What happens when a woman who once survived a missile strike is forced to survive poverty all over again?


Nanay Nelly never imagined that after living through war zones, navigating foreign employers and working across borders, her hardest battle would be fought here at home. Not with explosions in the sky, but with vegetables laid across crates beside a busy Kalibo sidewalk where most people walk past without stopping.


 Nelly Valdoz, OFW-turned-vegetable vendor
Nelly Valdoz, OFW-turned-vegetable vendor

From War Zones to Overseas Labor


Before she became a vendor facing shrinking sales and displacement, 69-year-old Nanay Nelly Valdoz was an Overseas Filipino Worker. For seven years in Lebanon, she cleaned homes and cooked meals while learning to live with the sound of bombs. She recalls sleeping lightly, because even silence felt dangerous.


Nothing compares, however, to the night she almost died.


It was her day off. She treated herself to a manicure, a tiny act of joy after endless days of labor. As she and her husband prepared to sleep on the rooftop unit of a 16-storey building, a missile crashed into their kitchen.


Uwa gid’a kami’t makita kato,” she recalled. “Dueom dueom.”


They escaped only because her husband smashed through an air-conditioning unit and pulled her out. Syrian police later came, asking questions. The bomb, she learned, came from Israel.


She survived the war. She survived grief, including the heartbreak of failing to come home when her mother died, because her passport was never processed. And eventually, she survived more years of foreign labor—in Lebanon, in Greece, and in Singapore, all to build a home and a better life for her children.



A Return Home and a Different Kind of Battle


Nanay Nelly has been a vegetable vendor since 1997. For decades, she has relied on early mornings, foot traffic, and luck. Some days, she earned just enough for rice. Some days, nothing.

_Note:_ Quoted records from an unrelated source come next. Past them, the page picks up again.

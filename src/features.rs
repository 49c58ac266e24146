//! Long → wide pivot producing the master feature table.
//!
//! ```text
//!  long rows (geo, year, indicator, unit, value)
//!        │  allow-list filter
//!        ▼
//!  (geo, year) → { "<indicator>_<unit>" → raw value }
//!        │  derived columns
//!        ▼
//!  MasterTable: geo, year, <columns lexicographic>
//! ```

use std::collections::{BTreeMap, BTreeSet};

use log::{debug, info};
use serde::Deserialize;

use crate::error::{AtlasError, AtlasResult};
use crate::formula::DerivedColumn;
use crate::table::{cell_at, parse_numeric, Table};

pub const GEO: &str = "geo";
pub const YEAR: &str = "year";

/// Number of decimals kept when a derived value is stored as text.
pub const DERIVED_PRECISION: usize = 3;

/// Column names of the long-format input.
#[derive(Debug, Clone, PartialEq, Deserialize)]
#[serde(default)]
pub struct LongColumns {
    pub geo: String,
    pub year: String,
    pub indicator: String,
    pub unit: String,
    pub value: String,
}

impl Default for LongColumns {
    fn default() -> Self {
        Self {
            geo: GEO.to_string(),
            year: YEAR.to_string(),
            indicator: "indic_nrgm".to_string(),
            unit: "unit".to_string(),
            value: "value".to_string(),
        }
    }
}

/// One long-format observation.
#[derive(Debug, Clone, PartialEq)]
pub struct Observation {
    pub geo: String,
    pub year: String,
    pub indicator: String,
    pub unit: String,
    pub value: Option<f64>,
    /// Value text as read, carried into the master table unchanged.
    pub raw: String,
}

impl Observation {
    pub fn new(geo: &str, year: &str, indicator: &str, unit: &str, raw: &str) -> Self {
        Self {
            geo: geo.to_string(),
            year: year.to_string(),
            indicator: indicator.to_string(),
            unit: unit.to_string(),
            value: parse_numeric(raw),
            raw: raw.to_string(),
        }
    }

    pub fn column_name(&self) -> String {
        format!("{}_{}", self.indicator, self.unit)
    }

    pub fn from_long_table(table: &Table, cols: &LongColumns) -> AtlasResult<Vec<Observation>> {
        let ctx = "long table";
        let geo = table.require_column(&cols.geo, ctx)?;
        let year = table.require_column(&cols.year, ctx)?;
        let indicator = table.require_column(&cols.indicator, ctx)?;
        let unit = table.require_column(&cols.unit, ctx)?;
        let value = table.require_column(&cols.value, ctx)?;

        Ok(table
            .rows
            .iter()
            .map(|r| {
                Observation::new(
                    cell_at(r, geo),
                    cell_at(r, year),
                    cell_at(r, indicator),
                    cell_at(r, unit),
                    cell_at(r, value),
                )
            })
            .collect())
    }
}

/// One wide row keyed by (geo, year). Empty cells are missing.
#[derive(Debug, Clone, PartialEq)]
pub struct MasterRow {
    pub geo: String,
    pub year: String,
    pub cells: BTreeMap<String, String>,
}

impl MasterRow {
    pub fn get(&self, column: &str) -> Option<&str> {
        match column {
            GEO => Some(&self.geo),
            YEAR => Some(&self.year),
            _ => self.cells.get(column).map(|s| s.as_str()),
        }
    }

    pub fn get_f64(&self, column: &str) -> Option<f64> {
        self.get(column).and_then(parse_numeric)
    }
}

/// The master feature table. Rows sorted by (geo, year); columns are
/// `geo`, `year`, then every feature column in lexicographic order.
#[derive(Debug, Clone, PartialEq, Default)]
pub struct MasterTable {
    pub columns: Vec<String>,
    pub rows: Vec<MasterRow>,
}

impl MasterTable {
    pub fn len(&self) -> usize {
        self.rows.len()
    }

    pub fn is_empty(&self) -> bool {
        self.rows.is_empty()
    }

    /// Feature columns, i.e. everything after `geo` and `year`.
    pub fn feature_columns(&self) -> &[String] {
        &self.columns[2.min(self.columns.len())..]
    }

    pub fn column(&self, name: &str) -> Vec<Option<f64>> {
        self.rows.iter().map(|r| r.get_f64(name)).collect()
    }

    /// Present values of `name` grouped by geography, in row order within each group.
    pub fn group_by_geo(&self, name: &str) -> BTreeMap<String, Vec<f64>> {
        let mut groups: BTreeMap<String, Vec<f64>> = BTreeMap::new();
        for row in &self.rows {
            if row.geo.is_empty() {
                continue;
            }
            if let Some(v) = row.get_f64(name) {
                groups.entry(row.geo.clone()).or_default().push(v);
            }
        }
        groups
    }

    /// Present values of `name` grouped by year.
    pub fn group_by_year(&self, name: &str) -> BTreeMap<String, Vec<f64>> {
        let mut groups: BTreeMap<String, Vec<f64>> = BTreeMap::new();
        for row in &self.rows {
            if row.year.is_empty() {
                continue;
            }
            if let Some(v) = row.get_f64(name) {
                groups.entry(row.year.clone()).or_default().push(v);
            }
        }
        groups
    }

    pub fn to_table(&self) -> Table {
        let rows = self
            .rows
            .iter()
            .map(|r| {
                self.columns
                    .iter()
                    .map(|c| r.get(c).unwrap_or("").to_string())
                    .collect()
            })
            .collect();
        Table::new(self.columns.clone(), rows)
    }

    /// Rebuild a master table from a previously written one.
    pub fn from_table(table: &Table) -> AtlasResult<Self> {
        let ctx = "master table";
        let geo = table.require_column(GEO, ctx)?;
        let year = table.require_column(YEAR, ctx)?;

        let feature_idx: Vec<(usize, &String)> = table
            .headers
            .iter()
            .enumerate()
            .filter(|(i, _)| *i != geo && *i != year)
            .collect();

        let mut names: Vec<String> = feature_idx.iter().map(|(_, h)| (*h).clone()).collect();
        names.sort();
        names.dedup();
        let mut columns = vec![GEO.to_string(), YEAR.to_string()];
        columns.extend(names);

        let rows = table
            .rows
            .iter()
            .map(|r| MasterRow {
                geo: cell_at(r, geo).to_string(),
                year: cell_at(r, year).to_string(),
                cells: feature_idx
                    .iter()
                    .map(|(i, h)| ((*h).clone(), cell_at(r, *i).to_string()))
                    .collect(),
            })
            .collect();

        Ok(Self { columns, rows })
    }
}

/// Pivots allowed observations into a [`MasterTable`] and computes derived columns.
#[derive(Debug, Clone)]
pub struct FeatureBuilder {
    allowed: BTreeSet<String>,
    derived: Vec<DerivedColumn>,
}

impl FeatureBuilder {
    pub fn new<I, S>(allowed: I, derived: Vec<DerivedColumn>) -> AtlasResult<Self>
    where
        I: IntoIterator<Item = S>,
        S: Into<String>,
    {
        let allowed: BTreeSet<String> = allowed.into_iter().map(Into::into).collect();
        let mut seen = BTreeSet::new();
        for d in &derived {
            if d.name == GEO || d.name == YEAR {
                return Err(AtlasError::Formula {
                    name: d.name.clone(),
                    message: "derived column cannot shadow a key column".to_string(),
                });
            }
            if !seen.insert(d.name.clone()) {
                return Err(AtlasError::Formula {
                    name: d.name.clone(),
                    message: "derived column declared twice".to_string(),
                });
            }
        }
        Ok(Self { allowed, derived })
    }

    pub fn build<'a, I>(&self, observations: I) -> MasterTable
    where
        I: IntoIterator<Item = &'a Observation>,
    {
        let mut pivot: BTreeMap<(String, String), BTreeMap<String, String>> = BTreeMap::new();
        let mut columns: BTreeSet<String> = BTreeSet::new();
        let mut dropped = 0usize;

        for obs in observations {
            if !self.allowed.contains(&obs.indicator) {
                dropped += 1;
                continue;
            }
            let col = obs.column_name();
            columns.insert(col.clone());
            let cells = pivot.entry((obs.geo.clone(), obs.year.clone())).or_default();
            if let Some(prev) = cells.insert(col, obs.raw.clone()) {
                debug!(
                    "duplicate observation for {}/{} {}: replacing '{}'",
                    obs.geo,
                    obs.year,
                    obs.column_name(),
                    prev
                );
            }
        }
        debug!("{} observations outside the indicator allow-list", dropped);

        for d in &self.derived {
            columns.insert(d.name.clone());
        }

        let rows: Vec<MasterRow> = pivot
            .into_iter()
            .map(|((geo, year), mut cells)| {
                for col in &columns {
                    cells.entry(col.clone()).or_default();
                }
                let mut row = MasterRow { geo, year, cells };
                for d in &self.derived {
                    let value = d
                        .expr
                        .eval(&|name: &str| row.get_f64(name))
                        .map(|v| format!("{:.*}", DERIVED_PRECISION, v))
                        .unwrap_or_default();
                    row.cells.insert(d.name.clone(), value);
                }
                row
            })
            .collect();

        let mut ordered = vec![GEO.to_string(), YEAR.to_string()];
        ordered.extend(columns.into_iter().filter(|c| c != GEO && c != YEAR));

        info!("built master table: {} rows, {} columns", rows.len(), ordered.len());
        MasterTable {
            columns: ordered,
            rows,
        }
    }
}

Still, she found pride in her sacrifices. One of her children finished a degree in Computer Science because of her. But the other only made it to his second year and never finished.


Sangkiri lang gid kunta ag napatapos ko eon imaw… Galing alinon mo hay kinueang eon gid du kwarta.” she whispered, swallowing guilt she shouldn’t carry.



Displaced, Cramped, and Forgotten


Then came a blow she never expected—not from missiles, but from market development.


The new Kalibo Public Market, as of November 19,2025
The new Kalibo Public Market, as of November 19,2025

The Kalibo Public Market, where she worked for years, underwent renovation. Vendors were told to leave their stalls. There were promises of return, but no clear plan. Instead, they were downgraded to a tight, uncomfortable strip of space beside the street, exposed to heat, rain, and traffic.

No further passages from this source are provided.